Sharon same, but different With four kids to care for, motherhood is a flurry of activities and emotions for the Megastar. But the more she grows into the role of mom, the more she learns that the values she imparts may be the same, but they manifest in each of her children differently, and always beautify.

What’s it like being a mom to a 20-something adult, two gradeschoolers, and a toddler?
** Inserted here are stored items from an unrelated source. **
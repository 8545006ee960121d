// AI-assisted movie lookup over an OpenAI-compatible chat completions API.
//
// The model is asked for a single JSON object under a strict schema. The
// first balanced `{...}` in the assistant text that parses as JSON is taken
// as the answer; when none is found the caller gets the provider body back
// untouched.

use reqwest::Client;
use serde::{Deserialize, Serialize};
use serde_json::{json, Value};
use std::time::Duration;

use crate::config::EnrichmentConfig;
use crate::models::ItemFields;

#[derive(Debug, thiserror::Error)]
pub enum LlmError {
    #[error("Connection error: {0}")]
    Connection(String),

    #[error("API error (status {status}): {message}")]
    Api { status: u16, message: String },

    #[error("Request timeout")]
    Timeout,
}

/// Result of an AI lookup
#[derive(Debug, Clone, PartialEq)]
pub enum AiLookup {
    /// A movie object was extracted and normalized
    Movie(ItemFields),
    /// Nothing usable in the reply; the provider body as received
    Raw(Value),
}

/// OpenAI-compatible chat client
pub struct OpenAiClient {
    client: Client,
    base_url: String,
    model: String,
    api_key: String,
}

#[derive(Debug, Serialize)]
struct ChatRequest {
    model: String,
    messages: Vec<ChatMessage>,
    temperature: f32,
    response_format: Value,
}

#[derive(Debug, Serialize)]
struct ChatMessage {
    role: &'static str,
    content: String,
}

#[derive(Debug, Deserialize)]
struct ChatResponse {
    #[serde(default)]
    choices: Vec<ChatChoice>,
}

#[derive(Debug, Deserialize)]
struct ChatChoice {
    message: ChatResponseMessage,
}

#[derive(Debug, Deserialize)]
struct ChatResponseMessage {
    content: Option<String>,
}

const SYSTEM_PROMPT: &str = "You are a film metadata assistant. Answer with a single JSON \
object describing the requested movie and nothing else. Use null for anything you do not \
know. Poster links must be direct image URLs.";

/// JSON schema the model must follow
pub fn movie_schema() -> Value {
    let nullable_string = json!({"type": ["string", "null"]});
    json!({
        "type": "object",
        "additionalProperties": false,
        "required": [
            "title", "name", "year", "actors", "genre",
            "poster_link", "landscape_poster_link", "description"
        ],
        "properties": {
            "title": {"type": "string"},
            "name": nullable_string,
            "year": {"type": ["integer", "null"]},
            "actors": {"type": "array", "items": {"type": "string"}},
            "genre": {"type": "array", "items": {"type": "string"}},
            "poster_link": nullable_string,
            "landscape_poster_link": nullable_string,
            "description": nullable_string
        }
    })
}

fn user_prompt(title: &str, year: Option<i32>) -> String {
    match year {
        Some(year) => format!(
            "Find the movie \"{}\" released in {}. Include up to 10 lead actors and its genres.",
            title, year
        ),
        None => format!(
            "Find the movie \"{}\". Include up to 10 lead actors and its genres.",
            title
        ),
    }
}

impl OpenAiClient {
    pub fn new(
        base_url: impl Into<String>,
        model: impl Into<String>,
        api_key: impl Into<String>,
        timeout: Duration,
    ) -> Result<Self, LlmError> {
        let client = Client::builder()
            .timeout(timeout)
            .build()
            .map_err(|e| LlmError::Connection(e.to_string()))?;

        Ok(Self {
            client,
            base_url: base_url.into().trim_end_matches('/').to_string(),
            model: model.into(),
            api_key: api_key.into(),
        })
    }

    /// `None` when no API key is configured.
    pub fn from_config(config: &EnrichmentConfig) -> Result<Option<Self>, LlmError> {
        let Some(key) = config.openai_api_key.as_deref().filter(|k| !k.is_empty()) else {
            return Ok(None);
        };

        Self::new(
            &config.openai_base_url,
            &config.openai_model,
            key,
            Duration::from_secs(config.timeout_secs),
        )
        .map(Some)
    }

    pub async fn find_movie(&self, title: &str, year: Option<i32>) -> Result<AiLookup, LlmError> {
        let url = format!("{}/chat/completions", self.base_url);

        let request = ChatRequest {
            model: self.model.clone(),
            messages: vec![
                ChatMessage {
                    role: "system",
                    content: SYSTEM_PROMPT.to_string(),
                },
                ChatMessage {
                    role: "user",
                    content: user_prompt(title, year),
                },
            ],
            temperature: 0.0,
            response_format: json!({
                "type": "json_schema",
                "json_schema": {"name": "movie", "strict": true, "schema": movie_schema()}
            }),
        };

        tracing::debug!(model = %self.model, title = %title, "Sending AI movie lookup");

        let response = self
            .client
            .post(&url)
            .bearer_auth(&self.api_key)
            .json(&request)
            .send()
            .await
            .map_err(|e| {
                if e.is_timeout() {
                    LlmError::Timeout
                } else {
                    LlmError::Connection(e.to_string())
                }
            })?;

        let status = response.status();
        let body = response
            .text()
            .await
            .map_err(|e| LlmError::Connection(e.to_string()))?;

        if !status.is_success() {
            return Err(LlmError::Api {
                status: status.as_u16(),
                message: body,
            });
        }

        Ok(interpret_reply(&body))
    }
}

/// Pull a movie out of a chat completion body, or hand the body back raw.
pub fn interpret_reply(body: &str) -> AiLookup {
    let content = serde_json::from_str::<ChatResponse>(body)
        .ok()
        .and_then(|r| r.choices.into_iter().next())
        .and_then(|c| c.message.content);

    if let Some(movie) = content.as_deref().and_then(extract_first_json_object) {
        if movie.is_object() {
            return AiLookup::Movie(normalize_movie(&movie));
        }
    }

    tracing::warn!("AI reply held no JSON object, returning raw provider body");
    let raw = serde_json::from_str(body).unwrap_or_else(|_| Value::String(body.to_string()));
    AiLookup::Raw(raw)
}

/// First balanced `{...}` in `text` that parses as JSON. Braces inside string
/// literals and escaped quotes are not counted.
pub fn extract_first_json_object(text: &str) -> Option<Value> {
    let bytes = text.as_bytes();

    for (start, _) in text.match_indices('{') {
        let mut depth = 0usize;
        let mut in_string = false;
        let mut escaped = false;

        for (offset, &b) in bytes[start..].iter().enumerate() {
            if in_string {
                match b {
                    _ if escaped => escaped = false,
                    b'\\' => escaped = true,
                    b'"' => in_string = false,
                    _ => {}
                }
                continue;
            }

            match b {
                b'"' => in_string = true,
                b'{' => depth += 1,
                b'}' => {
                    depth -= 1;
                    if depth == 0 {
                        let candidate = &text[start..=start + offset];
                        if let Ok(value) = serde_json::from_str(candidate) {
                            return Some(value);
                        }
                        break;
                    }
                }
                _ => {}
            }
        }
    }

    None
}

fn string_field(value: &Value, key: &str) -> Option<String> {
    value
        .get(key)
        .and_then(Value::as_str)
        .map(str::trim)
        .filter(|s| !s.is_empty())
        .map(str::to_string)
}

fn list_field(value: &Value, key: &str) -> Vec<String> {
    match value.get(key) {
        Some(Value::Array(items)) => items
            .iter()
            .filter_map(Value::as_str)
            .map(str::trim)
            .filter(|s| !s.is_empty())
            .map(str::to_string)
            .collect(),
        Some(Value::String(joined)) => joined
            .split(',')
            .map(str::trim)
            .filter(|s| !s.is_empty())
            .map(str::to_string)
            .collect(),
        _ => Vec::new(),
    }
}

/// Coerce a model-produced object into catalog fields
pub fn normalize_movie(value: &Value) -> ItemFields {
    let title = string_field(value, "title").or_else(|| string_field(value, "name"));
    let name = string_field(value, "name").or_else(|| title.clone());

    let year = match value.get("year") {
        Some(Value::Number(n)) => n.as_i64().and_then(|y| i32::try_from(y).ok()),
        Some(Value::String(s)) => s.trim().parse().ok(),
        _ => None,
    };

    ItemFields {
        title,
        name,
        year,
        actors: Some(list_field(value, "actors")),
        genre: Some(list_field(value, "genre")),
        poster_link: string_field(value, "poster_link"),
        landscape_poster_link: string_field(value, "landscape_poster_link"),
        description: string_field(value, "description"),
    }
}

#[cfg(test)]
mod tests {
    use super::*;
    use crate::test_support;
    use axum::{routing::post, Json, Router};

    #[test]
    fn test_extract_skips_braces_in_strings() {
        let text = r#"Sure! Here it is: {"title": "The {Weird} Movie", "note": "a \"quoted\" }"} trailing"#;
        let value = extract_first_json_object(text).unwrap();
        assert_eq!(value["title"], "The {Weird} Movie");
        assert_eq!(value["note"], "a \"quoted\" }");
    }

    #[test]
    fn test_extract_moves_past_invalid_candidates() {
        let text = "{not json} then {\"year\": 1999}";
        assert_eq!(
            extract_first_json_object(text),
            Some(json!({"year": 1999}))
        );
    }

    #[test]
    fn test_extract_returns_none_without_object() {
        assert_eq!(extract_first_json_object("no json here"), None);
        assert_eq!(extract_first_json_object("{\"unterminated\": 1"), None);
    }

    #[test]
    fn test_normalize_movie_coerces_types() {
        let fields = normalize_movie(&json!({
            "name": "Alien",
            "year": "1979",
            "actors": "Sigourney Weaver, Tom Skerritt",
            "genre": ["Horror", "", "Sci-Fi"],
            "poster_link": null
        }));
        assert_eq!(fields.title.as_deref(), Some("Alien"));
        assert_eq!(fields.year, Some(1979));
        assert_eq!(
            fields.actors,
            Some(vec!["Sigourney Weaver".to_string(), "Tom Skerritt".to_string()])
        );
        assert_eq!(
            fields.genre,
            Some(vec!["Horror".to_string(), "Sci-Fi".to_string()])
        );
        assert_eq!(fields.poster_link, None);
    }

    #[test]
    fn test_interpret_reply_falls_back_to_raw() {
        let body = json!({"choices": [{"message": {"content": "I could not find it."}}]});
        match interpret_reply(&body.to_string()) {
            AiLookup::Raw(raw) => assert_eq!(raw, body),
            other => panic!("expected raw fallback, got {:?}", other),
        }

        match interpret_reply("upstream said no") {
            AiLookup::Raw(raw) => assert_eq!(raw, Value::String("upstream said no".to_string())),
            other => panic!("expected raw fallback, got {:?}", other),
        }
    }

    #[test]
    fn test_schema_requires_every_property() {
        let schema = movie_schema();
        let required = schema["required"].as_array().unwrap();
        let properties = schema["properties"].as_object().unwrap();
        assert_eq!(required.len(), properties.len());
    }

    #[tokio::test]
    async fn test_find_movie_against_fake_provider() {
        async fn completions(Json(request): Json<Value>) -> Json<Value> {
            assert_eq!(request["model"], "test-model");
            assert_eq!(request["response_format"]["json_schema"]["strict"], true);
            Json(json!({
                "choices": [{"message": {"content": "```json\n{\"title\": \"Heat\", \"year\": 1995, \"actors\": [\"Al Pacino\"], \"genre\": [\"Crime\"]}\n```"}}]
            }))
        }

        let base = test_support::serve(Router::new().route("/chat/completions", post(completions))).await;
        let client = OpenAiClient::new(base, "test-model", "key", Duration::from_secs(5)).unwrap();

        let lookup = client.find_movie("Heat", Some(1995)).await.unwrap();
        let AiLookup::Movie(fields) = lookup else {
            panic!("expected a movie");
        };
        assert_eq!(fields.title.as_deref(), Some("Heat"));
        assert_eq!(fields.year, Some(1995));
        assert_eq!(fields.actors, Some(vec!["Al Pacino".to_string()]));
    }

    #[tokio::test]
    async fn test_provider_error_status_is_an_error() {
        async fn completions() -> (axum::http::StatusCode, &'static str) {
            (axum::http::StatusCode::UNAUTHORIZED, "bad key")
        }

        let base = test_support::serve(Router::new().route("/chat/completions", post(completions))).await;
        let client = OpenAiClient::new(base, "m", "key", Duration::from_secs(5)).unwrap();

        let err = client.find_movie("Heat", None).await.unwrap_err();
        assert!(matches!(err, LlmError::Api { status: 401, .. }));
    }
}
Schizopherenic. Ha, ha, ha! No, it’s amazing. It’s lots of fun. Since my eldest is now her own person and I think I’ve raised her well, I’m a bit more confident in raising her siblings. I think the eldest child is always the one that’s sort of ‘practiced’ on! Kawawa naman in that sense, but babies don’t come with a manual so when you’re a new parent, you just take it day by day and it’s mostly trial and error. Basically, you apply all of your parents’ ways that you feel impacted you the most-made you happy or taught you a lesson-and just not apply all their ways! And then when you feel that you’ve somehow succeeded in instilling values in your eldest child and have been able to teach her to distinguish between right and wrong, you just go on doing the same things to the other kids. The age gap between child number 1 and numbers 2,3, and 4 is pretty wide, so taking care of the younger kids now is very different from taking care of a child more than 20 years ago. There are infinitely more distractions now and you have to make sure that they keep themselves focused on what really matters, like God and family and school.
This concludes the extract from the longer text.